Dari aturan ini keduanya, baik Rocky Gerung maupun Sentul City, harus bisa membuktikan sertifikat kepemilikannya. Pembuktian yang paling ideal adalah melalui mekanisme pengadilan.

Tata Cara Perolehan Tanah

Dalam berbagai aturan hukum dijelaskan aneka macam cara untuk memperoleh sertifikat tanah.

Cara yang paling umum adalah dengan melakukan jual beli. Satu pihak dan pihak yang lain mengikatkan diri berjanji untuk memberikan tanah setelah pembayaran disepakati dan uang telah dibayarkan.

Andaikan tanah tersebut belum dilekatkan oleh satu hak apapun maka mekanisme perolehannya adalah melalui permohonan kepada negara. Perolehan tanah demikian disebut sebagai pendaftaran tanah untuk pertama kali.

Kegiatan pendaftaran tanah untuk pertama kali ini nantinya meliputi pengumpulan dan pengolahan data fisik, pembuktian hak dan pembukuannya, penerbitan sertifikat, penyajian data fisik dan data yuridis, terakhir akan dilakukan penyimpanan daftar umum dan dokumen.

Tanah juga bisa didapatkan hasil dari perwarisan. Seorang pemilik tanah meninggal kemudian secara langsung aset kepemilikannya, termasuk juga tanah, berpindah kepada ahli waris.

Tanah juga bisa diperoleh dengan cara menukar tanah tersebut dengan tanah yang lain. Proses ini dinakaman dengan tukar guling (ruislag).
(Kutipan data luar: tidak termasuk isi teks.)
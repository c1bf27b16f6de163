//! Moving-average crossover backtester and Monte Carlo evaluator.
//!
//! Hexagonal architecture: domain logic in [`domain`], port traits in [`ports`],
//! concrete implementations in [`adapters`], command-line dispatch in [`cli`].

pub mod domain;
pub mod ports;
pub mod adapters;
pub mod cli;
//! Single-path backtest pipeline.
//!
//! PriceSeries -> moving averages -> simulation -> metrics.

use tracing::info;

use super::config_validation::{validate_backtest_config, validate_windows};
use super::error::MacrossError;
use super::metrics::RunSummary;
use super::moving_average::MovingAverageSeries;
use super::portfolio::{Simulation, buy_and_hold, simulate};
use super::price::PriceSeries;

pub const DEFAULT_SHORT_PERIOD: usize = 5;
pub const DEFAULT_LONG_PERIOD: usize = 20;
pub const DEFAULT_INITIAL_BALANCE: f64 = 10_000.0;

#[derive(Debug, Clone, PartialEq)]
pub struct BacktestConfig {
    pub short_period: usize,
    pub long_period: usize,
    pub initial_balance: f64,
}

impl Default for BacktestConfig {
    fn default() -> Self {
        BacktestConfig {
            short_period: DEFAULT_SHORT_PERIOD,
            long_period: DEFAULT_LONG_PERIOD,
            initial_balance: DEFAULT_INITIAL_BALANCE,
        }
    }
}

#[derive(Debug, Clone)]
pub struct BacktestResult {
    pub simulation: Simulation,
    pub summary: RunSummary,
}

/// Moving averages and simulation for one path. Shared by backtests and Monte Carlo trials.
pub fn simulate_series(
    series: &PriceSeries,
    short_period: usize,
    long_period: usize,
    initial_balance: f64,
) -> Result<Simulation, MacrossError> {
    let closes = series.closes();
    let short_ma = MovingAverageSeries::compute(&closes, short_period);
    let long_ma = MovingAverageSeries::compute(&closes, long_period);
    simulate(series, &short_ma, &long_ma, initial_balance)
}

pub fn run_backtest(
    series: &PriceSeries,
    config: &BacktestConfig,
) -> Result<BacktestResult, MacrossError> {
    validate_backtest_config(config)?;
    validate_windows(config.short_period, config.long_period, series.len())?;

    info!(
        observations = series.len(),
        short = config.short_period,
        long = config.long_period,
        "running backtest"
    );

    let simulation = simulate_series(
        series,
        config.short_period,
        config.long_period,
        config.initial_balance,
    )?;
    let baseline = buy_and_hold(series, config.initial_balance)?;
    let summary = RunSummary::compute(
        &simulation.trajectory,
        config.initial_balance,
        simulation.trade_count(),
        baseline,
    )?;

    Ok(BacktestResult {
        simulation,
        summary,
    })
}
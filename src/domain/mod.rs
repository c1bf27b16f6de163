//! Core domain types and logic.

pub mod price;
pub mod moving_average;
pub mod signal;
pub mod portfolio;
pub mod metrics;
pub mod synthetic;
pub mod backtest;
pub mod monte_carlo;
pub mod config_validation;
pub mod error;
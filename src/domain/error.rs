//! Domain error types.

/// Top-level error type for macross.
#[derive(Debug, thiserror::Error)]
pub enum MacrossError {
    /// `index` is the period whose return needs the ratio; `prior_index` holds
    /// the offending close.
    #[error("undefined return at index {index}: close {close} at index {prior_index} is not positive")]
    NonPositiveClose {
        index: usize,
        prior_index: usize,
        close: f64,
    },

    #[error("insufficient data for {what}: have {have}, need {need}")]
    InsufficientData {
        what: String,
        have: usize,
        need: usize,
    },

    #[error("no valid price observations in {source_name}")]
    NoData { source_name: String },

    #[error("failed to load {path}: {reason}")]
    DataLoad { path: String, reason: String },

    #[error("config parse error in {file}: {reason}")]
    ConfigParse { file: String, reason: String },

    #[error("invalid config value [{section}] {key}: {reason}")]
    ConfigInvalid {
        section: String,
        key: String,
        reason: String,
    },

    #[error(transparent)]
    Io(#[from] std::io::Error),
}

impl MacrossError {
    pub(crate) fn config_invalid(section: &str, key: &str, reason: impl Into<String>) -> Self {
        MacrossError::ConfigInvalid {
            section: section.to_string(),
            key: key.to_string(),
            reason: reason.into(),
        }
    }
}

impl From<&MacrossError> for std::process::ExitCode {
    fn from(err: &MacrossError) -> Self {
        let code: u8 = match err {
            MacrossError::Io(_) | MacrossError::DataLoad { .. } => 1,
            MacrossError::ConfigParse { .. } | MacrossError::ConfigInvalid { .. } => 2,
            MacrossError::NoData { .. }
            | MacrossError::InsufficientData { .. }
            | MacrossError::NonPositiveClose { .. } => 5,
        };
        std::process::ExitCode::from(code)
    }
}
Proses ini biasanya terjadi karena adanya perubahan rancangan tata ruang di suatu wilayah.

Selain itu masih ada beberapa lagi bukti telah dilekatkannya hak tanah yang bersifat dari pemberian seperti tanah wakaf, hibah, maupun diberikan untuk izin menggarap sementara atau tanah garapan.
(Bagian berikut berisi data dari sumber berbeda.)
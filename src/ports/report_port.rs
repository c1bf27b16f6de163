//! Report output port trait.

use crate::domain::error::MacrossError;
use crate::domain::metrics::RunSummary;
use crate::domain::monte_carlo::MonteCarloSummary;
use crate::domain::moving_average::MovingAverageSeries;
use crate::domain::portfolio::Simulation;
use crate::domain::price::PriceSeries;
use crate::domain::signal::Trade;

/// Port for presenting run results.
pub trait ReportPort {
    fn write_trade(&mut self, trade: &Trade) -> Result<(), MacrossError>;

    fn write_run_summary(&mut self, summary: &RunSummary) -> Result<(), MacrossError>;

    fn write_progress(&mut self, completed: usize) -> Result<(), MacrossError>;

    /// One row per observation: price and both averages, absent during warmup.
    fn write_price_table(
        &mut self,
        series: &PriceSeries,
        short_ma: &MovingAverageSeries,
        long_ma: &MovingAverageSeries,
    ) -> Result<(), MacrossError>;

    /// Closing balance block of a single synthetic path.
    fn write_path_result(&mut self, simulation: &Simulation) -> Result<(), MacrossError>;

    fn write_monte_carlo_summary(&mut self, summary: &MonteCarloSummary)
    -> Result<(), MacrossError>;

    /// Default implementation: every trade in order, then the summary.
    fn write_backtest(&mut self, trades: &[Trade], summary: &RunSummary) -> Result<(), MacrossError> {
        for trade in trades {
            self.write_trade(trade)?;
        }
        self.write_run_summary(summary)
    }

    /// Trades of a single synthetic path, then its closing balance.
    fn write_path(&mut self, simulation: &Simulation) -> Result<(), MacrossError> {
        for trade in &simulation.trades {
            self.write_trade(trade)?;
        }
        self.write_path_result(simulation)
    }
}
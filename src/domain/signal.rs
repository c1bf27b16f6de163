//! Crossover signal state machine.
//!
//! One step per index from the first point where both averages are valid.
//! Flat -> Long on short > long, Long -> Flat on short < long, ties hold.

use std::fmt;

use super::moving_average::MovingAverageSeries;
use super::price::PriceSeries;

#[derive(Debug, Clone, Copy, PartialEq, Eq, Default)]
pub enum PositionState {
    #[default]
    Flat,
    Long,
}

#[derive(Debug, Clone, Copy, PartialEq, Eq)]
pub enum Action {
    Buy,
    Sell,
}

impl fmt::Display for Action {
    fn fmt(&self, f: &mut fmt::Formatter<'_>) -> fmt::Result {
        match self {
            Action::Buy => write!(f, "BUY"),
            Action::Sell => write!(f, "SELL"),
        }
    }
}

#[derive(Debug, Clone, PartialEq)]
pub struct Trade {
    pub index: usize,
    pub label: String,
    pub action: Action,
    pub price: f64,
}

/// First index at which both averages have a full window.
///
/// The signal loop starts here rather than at `max - 1`, matching how both the
/// historical and the synthetic pipelines treat the long window as the readiness gate.
pub fn first_signal_index(short_period: usize, long_period: usize) -> usize {
    short_period.max(long_period)
}

#[derive(Debug, Clone, Default)]
pub struct SignalEngine {
    state: PositionState,
}

impl SignalEngine {
    pub fn new() -> Self {
        Self::default()
    }

    pub fn state(&self) -> PositionState {
        self.state
    }

    /// Advance one period. Returns the action taken, if any.
    pub fn step(&mut self, short_ma: f64, long_ma: f64) -> Option<Action> {
        match self.state {
            PositionState::Flat if short_ma > long_ma => {
                self.state = PositionState::Long;
                Some(Action::Buy)
            }
            PositionState::Long if short_ma < long_ma => {
                self.state = PositionState::Flat;
                Some(Action::Sell)
            }
            _ => None,
        }
    }
}

/// Full trade log for a series without tracking balances.
pub fn generate_signals(
    series: &PriceSeries,
    short_ma: &MovingAverageSeries,
    long_ma: &MovingAverageSeries,
) -> Vec<Trade> {
    let mut engine = SignalEngine::new();
    let mut trades = Vec::new();
    let start = first_signal_index(short_ma.period, long_ma.period);

    for (i, obs) in series.observations().iter().enumerate().skip(start) {
        if let Some(action) = engine.step(short_ma.values[i], long_ma.values[i]) {
            trades.push(Trade {
                index: i,
                label: obs.label.clone(),
                action,
                price: obs.close,
            });
        }
    }

    trades
}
Masing-masing pihak, Rocky Gerung maupun Sentul City, perlu cermat dalam mnyodorkan bukti-bukti yang dimilikinya dan alasan perolehan hak yang saat ini ada di tangannya.

Hukum memang punya sudut pandang ideal yang dicita-citakan (ius constituendum) tetapi hukum juga dalam penyelesaiinnya diberlakukan atas aturan yang sah (ius constitutum).
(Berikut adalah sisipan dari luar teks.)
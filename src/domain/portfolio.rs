//! Single-path portfolio simulation and the buy-and-hold baseline.

use tracing::debug;

use super::error::MacrossError;
use super::moving_average::MovingAverageSeries;
use super::price::PriceSeries;
use super::signal::{PositionState, SignalEngine, Trade, first_signal_index};

/// Outcome of replaying the crossover strategy over one price path.
#[derive(Debug, Clone, PartialEq)]
pub struct Simulation {
    pub initial_balance: f64,
    /// Mark-to-market balance per evaluated period.
    pub trajectory: Vec<f64>,
    pub trades: Vec<Trade>,
    pub final_state: PositionState,
}

impl Simulation {
    pub fn final_balance(&self) -> f64 {
        self.trajectory
            .last()
            .copied()
            .unwrap_or(self.initial_balance)
    }

    pub fn total_return_pct(&self) -> f64 {
        (self.final_balance() - self.initial_balance) / self.initial_balance * 100.0
    }

    pub fn trade_count(&self) -> usize {
        self.trades.len()
    }
}

/// Replay the strategy period by period.
///
/// At each evaluated index the period's return is applied using the position
/// held coming into it, the balance is recorded, and only then is the crossover
/// checked. A trade decided at `i` therefore earns its first return at `i + 1`.
pub fn simulate(
    series: &PriceSeries,
    short_ma: &MovingAverageSeries,
    long_ma: &MovingAverageSeries,
    initial_balance: f64,
) -> Result<Simulation, MacrossError> {
    let observations = series.observations();
    // Every evaluated period needs a predecessor close.
    let start = first_signal_index(short_ma.period, long_ma.period).max(1);

    let mut engine = SignalEngine::new();
    let mut balance = initial_balance;
    let mut trajectory = Vec::with_capacity(observations.len().saturating_sub(start));
    let mut trades = Vec::new();

    for i in start..observations.len() {
        let prev_close = observations[i - 1].close;
        if prev_close <= 0.0 {
            return Err(MacrossError::NonPositiveClose {
                index: i,
                prior_index: i - 1,
                close: prev_close,
            });
        }

        let obs = &observations[i];
        if engine.state() == PositionState::Long {
            balance *= obs.close / prev_close;
        }
        trajectory.push(balance);

        if let Some(action) = engine.step(short_ma.values[i], long_ma.values[i]) {
            debug!(index = i, label = %obs.label, %action, price = obs.close, "position change");
            trades.push(Trade {
                index: i,
                label: obs.label.clone(),
                action,
                price: obs.close,
            });
        }
    }

    Ok(Simulation {
        initial_balance,
        trajectory,
        trades,
        final_state: engine.state(),
    })
}

/// Balance from holding the instrument from the first to the last observation.
pub fn buy_and_hold(series: &PriceSeries, initial_balance: f64) -> Result<f64, MacrossError> {
    let (first, last) = match (series.first(), series.last()) {
        (Some(f), Some(l)) => (f, l),
        _ => {
            return Err(MacrossError::InsufficientData {
                what: "buy-and-hold baseline".into(),
                have: 0,
                need: 1,
            });
        }
    };

    if first.close <= 0.0 {
        return Err(MacrossError::NonPositiveClose {
            index: series.len() - 1,
            prior_index: 0,
            close: first.close,
        });
    }

    Ok(initial_balance * (last.close / first.close))
}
Proses Penyelesaian Sengketa

Jika dalam perjalanannya ternyata kemudian muncul sengketa. Semisal sengketa kepemilikan, sengketa yang timbul karena adanya keputusan pejabat negara, dan sengketa sebab perwarisan, maka mekanisme penyelesaiannya tidak bisa dilakukan secara sepihak. Termasuk juga persoalan yang dialami oleh Rocky Gerung dan Sentul City.

Indonesia, pasca reformasi dan amandemen ketiga, menegaskan negaranya sebagai negara demokrasi yang dilindungi oleh prinsip nomokrasi (negara hukum). Ciri utama dari negara hukum adalah persamaan hak dan supremasi hukum.

Oleh sebab itu, penyelesaian sengketa yang timbul di masyarakat harus diselesaikan dengan jalur hukum.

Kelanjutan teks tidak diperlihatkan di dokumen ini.